Work request: Write out nothing except the lines running from the one containing "drop(renderer);" to the last line of the data, exactly as they stand.

[[ Information given open ]]

// Presenter binding - attach/detach of presenter painting to the window
//
// A two-state machine: Unbound, or Bound with a complete
// (window, presenter, overlay renderer) triple. Setup always detaches
// first, so switching presenters is strictly detach-then-attach; no
// partially attached state is observable between calls.

use std::cell::RefCell;
use std::rc::Rc;

use crate::display::{OverlayDrawer, OverlayRenderer, PlatformWindow, Presenter};

use super::profiler::FrameProfiler;

struct BoundPainting {
    window: Rc<RefCell<PlatformWindow>>,
    presenter: Rc<RefCell<Presenter>>,
    renderer: OverlayRenderer,
}

enum BindingState {
    Unbound,
    Bound(BoundPainting),
}

/// Lifecycle of presenter painting on the shell window.
pub struct PresenterBinding {
    state: BindingState,
}

impl PresenterBinding {
    pub fn new() -> Self {
        Self {
            state: BindingState::Unbound,
        }
    }

    pub fn is_bound(&self) -> bool {
        matches!(self.state, BindingState::Bound(_))
    }

    /// The bound presenter, if any.
    pub fn presenter(&self) -> Option<Rc<RefCell<Presenter>>> {
        match &self.state {
            BindingState::Bound(bound) => Some(bound.presenter.clone()),
            BindingState::Unbound => None,
        }
    }

    /// Bind painting of `presenter` to `window`.
    ///
    /// Always detaches any existing binding first. A missing window or
    /// presenter is an expected transient condition: the binding stays
    /// Unbound, retains nothing, and the call is not an error.
    ///
    /// Returns whether the binding is now Bound.
    pub fn setup(
        &mut self,
        window: Option<&Rc<RefCell<PlatformWindow>>>,
        presenter: Option<Rc<RefCell<Presenter>>>,
        overlay: &mut OverlayDrawer,
        profiler: &mut FrameProfiler,
    ) -> bool {
        self.shutdown(overlay, profiler);

        let (Some(window), Some(presenter)) = (window, presenter) else {
            return false;
        };

        window.borrow_mut().set_presenter(Some(presenter.clone()));
        let renderer = OverlayRenderer::new(&presenter.borrow());
        overlay.set_presenter(Some(presenter.clone()));
        profiler.set_user_io(Some(presenter.clone()));

        self.state = BindingState::Bound(BoundPainting {
            window: window.clone(),
            presenter,
            renderer,
        });
        true
    }

    /// Detach painting, in strict reverse order of attachment: profiler
    /// I/O, overlay drawer, overlay renderer, presenter from window.
    ///
    /// A no-op while Unbound.
    pub fn shutdown(&mut self, overlay: &mut OverlayDrawer, profiler: &mut FrameProfiler) {
        let state = std::mem::replace(&mut self.state, BindingState::Unbound);
        let BindingState::Bound(bound) = state else {
            return;
        };
        let BoundPainting {
            window,
            presenter,
            renderer,
        } = bound;

        profiler.set_user_io(None);
        overlay.set_presenter(None);
        drop(renderer);
        window.borrow_mut().set_presenter(None);
        drop(presenter);
    }

    /// The bound presenter and overlay renderer, for painting a frame.
    pub fn painting_mut(&mut self) -> Option<(&Rc<RefCell<Presenter>>, &mut OverlayRenderer)> {
        match &mut self.state {
            BindingState::Bound(bound) => Some((&bound.presenter, &mut bound.renderer)),
            BindingState::Unbound => None,
        }
    }
}

impl Default for PresenterBinding {
    fn default() -> Self {
        Self::new()
    }
}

[[ Information given closed ]]

Response to this exercise:
        drop(renderer);
        window.borrow_mut().set_presenter(None);
        drop(presenter);
    }

    /// The bound presenter and overlay renderer, for painting a frame.
    pub fn painting_mut(&mut self) -> Option<(&Rc<RefCell<Presenter>>, &mut OverlayRenderer)> {
        match &mut self.state {
            BindingState::Bound(bound) => Some((&bound.presenter, &mut bound.renderer)),
            BindingState::Unbound => None,
        }
    }
}

impl Default for PresenterBinding {
    fn default() -> Self {
        Self::new()
    }
}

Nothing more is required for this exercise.